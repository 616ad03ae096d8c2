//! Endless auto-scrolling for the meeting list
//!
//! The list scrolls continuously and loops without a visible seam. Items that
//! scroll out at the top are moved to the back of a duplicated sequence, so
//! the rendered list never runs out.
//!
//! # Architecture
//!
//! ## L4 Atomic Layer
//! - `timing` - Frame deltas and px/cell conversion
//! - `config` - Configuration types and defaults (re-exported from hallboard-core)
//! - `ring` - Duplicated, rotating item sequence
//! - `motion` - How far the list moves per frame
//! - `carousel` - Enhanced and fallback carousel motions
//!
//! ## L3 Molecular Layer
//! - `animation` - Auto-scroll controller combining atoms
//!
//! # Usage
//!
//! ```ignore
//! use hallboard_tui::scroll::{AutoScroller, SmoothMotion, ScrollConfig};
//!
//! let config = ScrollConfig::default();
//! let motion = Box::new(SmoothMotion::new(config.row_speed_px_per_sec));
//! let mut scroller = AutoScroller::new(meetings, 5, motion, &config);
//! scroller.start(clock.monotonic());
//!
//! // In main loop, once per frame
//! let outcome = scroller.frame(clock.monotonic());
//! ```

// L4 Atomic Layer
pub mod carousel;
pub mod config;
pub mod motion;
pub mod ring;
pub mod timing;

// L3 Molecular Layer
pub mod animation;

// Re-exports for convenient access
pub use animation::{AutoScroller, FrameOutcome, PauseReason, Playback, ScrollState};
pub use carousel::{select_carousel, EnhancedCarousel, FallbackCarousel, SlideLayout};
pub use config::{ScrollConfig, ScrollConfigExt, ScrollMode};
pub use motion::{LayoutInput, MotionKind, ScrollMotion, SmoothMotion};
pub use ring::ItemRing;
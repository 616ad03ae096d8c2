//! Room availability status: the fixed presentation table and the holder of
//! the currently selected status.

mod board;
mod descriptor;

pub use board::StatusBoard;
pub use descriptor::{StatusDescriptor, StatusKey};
○ ○ ○
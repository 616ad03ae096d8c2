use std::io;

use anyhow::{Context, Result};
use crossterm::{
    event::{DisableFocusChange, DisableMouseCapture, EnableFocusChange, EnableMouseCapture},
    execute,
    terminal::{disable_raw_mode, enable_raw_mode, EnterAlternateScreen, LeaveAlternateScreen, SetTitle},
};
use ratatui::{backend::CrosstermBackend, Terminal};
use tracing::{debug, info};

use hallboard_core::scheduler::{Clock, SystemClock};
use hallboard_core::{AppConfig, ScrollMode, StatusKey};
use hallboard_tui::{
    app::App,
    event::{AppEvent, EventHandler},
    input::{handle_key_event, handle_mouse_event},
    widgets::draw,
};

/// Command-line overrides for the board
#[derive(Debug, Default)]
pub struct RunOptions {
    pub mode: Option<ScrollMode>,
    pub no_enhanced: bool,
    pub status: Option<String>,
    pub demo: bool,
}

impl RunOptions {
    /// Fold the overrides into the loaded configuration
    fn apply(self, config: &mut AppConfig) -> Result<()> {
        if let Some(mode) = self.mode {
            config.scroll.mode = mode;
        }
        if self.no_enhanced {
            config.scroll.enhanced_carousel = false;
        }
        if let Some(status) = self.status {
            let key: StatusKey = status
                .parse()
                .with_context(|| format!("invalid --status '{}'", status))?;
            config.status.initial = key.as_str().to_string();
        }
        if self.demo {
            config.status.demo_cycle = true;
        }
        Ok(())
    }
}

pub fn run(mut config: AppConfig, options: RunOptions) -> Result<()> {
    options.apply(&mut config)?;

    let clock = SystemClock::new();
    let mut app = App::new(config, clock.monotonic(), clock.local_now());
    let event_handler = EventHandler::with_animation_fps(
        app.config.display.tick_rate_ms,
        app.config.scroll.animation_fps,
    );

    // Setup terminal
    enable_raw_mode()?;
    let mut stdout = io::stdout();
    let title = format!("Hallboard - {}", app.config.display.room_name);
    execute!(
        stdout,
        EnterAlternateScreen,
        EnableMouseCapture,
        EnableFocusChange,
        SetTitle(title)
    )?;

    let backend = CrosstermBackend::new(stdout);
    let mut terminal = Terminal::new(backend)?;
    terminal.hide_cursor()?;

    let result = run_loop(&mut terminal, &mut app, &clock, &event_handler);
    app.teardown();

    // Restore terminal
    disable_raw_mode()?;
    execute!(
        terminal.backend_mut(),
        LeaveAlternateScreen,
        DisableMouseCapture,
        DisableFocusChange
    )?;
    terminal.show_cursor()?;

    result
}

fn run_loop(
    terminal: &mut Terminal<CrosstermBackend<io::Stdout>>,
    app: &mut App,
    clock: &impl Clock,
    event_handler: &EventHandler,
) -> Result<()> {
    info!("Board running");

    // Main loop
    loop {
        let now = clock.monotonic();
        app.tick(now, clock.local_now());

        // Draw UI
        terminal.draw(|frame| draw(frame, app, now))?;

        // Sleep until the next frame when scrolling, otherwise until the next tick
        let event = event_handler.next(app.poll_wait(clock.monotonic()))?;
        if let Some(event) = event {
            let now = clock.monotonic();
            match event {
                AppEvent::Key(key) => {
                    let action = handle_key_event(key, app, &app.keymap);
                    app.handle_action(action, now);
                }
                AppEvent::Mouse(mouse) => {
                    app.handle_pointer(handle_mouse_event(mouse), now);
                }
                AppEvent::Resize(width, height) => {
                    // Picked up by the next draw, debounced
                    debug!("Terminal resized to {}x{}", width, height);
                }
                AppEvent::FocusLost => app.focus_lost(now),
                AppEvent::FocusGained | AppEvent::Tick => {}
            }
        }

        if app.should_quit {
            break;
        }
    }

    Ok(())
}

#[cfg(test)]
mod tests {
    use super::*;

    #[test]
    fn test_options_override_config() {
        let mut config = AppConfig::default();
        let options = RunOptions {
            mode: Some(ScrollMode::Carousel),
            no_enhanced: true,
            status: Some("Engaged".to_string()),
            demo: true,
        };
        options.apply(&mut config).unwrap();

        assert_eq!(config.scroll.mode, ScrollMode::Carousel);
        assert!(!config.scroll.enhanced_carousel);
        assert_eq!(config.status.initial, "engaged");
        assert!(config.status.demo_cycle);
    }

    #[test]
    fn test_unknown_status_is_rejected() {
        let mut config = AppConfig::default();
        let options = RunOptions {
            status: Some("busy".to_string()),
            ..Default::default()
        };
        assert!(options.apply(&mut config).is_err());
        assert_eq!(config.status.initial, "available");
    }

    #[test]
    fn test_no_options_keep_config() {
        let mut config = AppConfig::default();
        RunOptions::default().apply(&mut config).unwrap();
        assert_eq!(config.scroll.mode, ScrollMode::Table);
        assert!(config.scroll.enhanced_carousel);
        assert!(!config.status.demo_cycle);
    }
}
○ ○ ○
• [Work required]
Give the number of lines in the listing that hold the string "EnterAlternateScreen". Add nothing else.

• [Response box]
2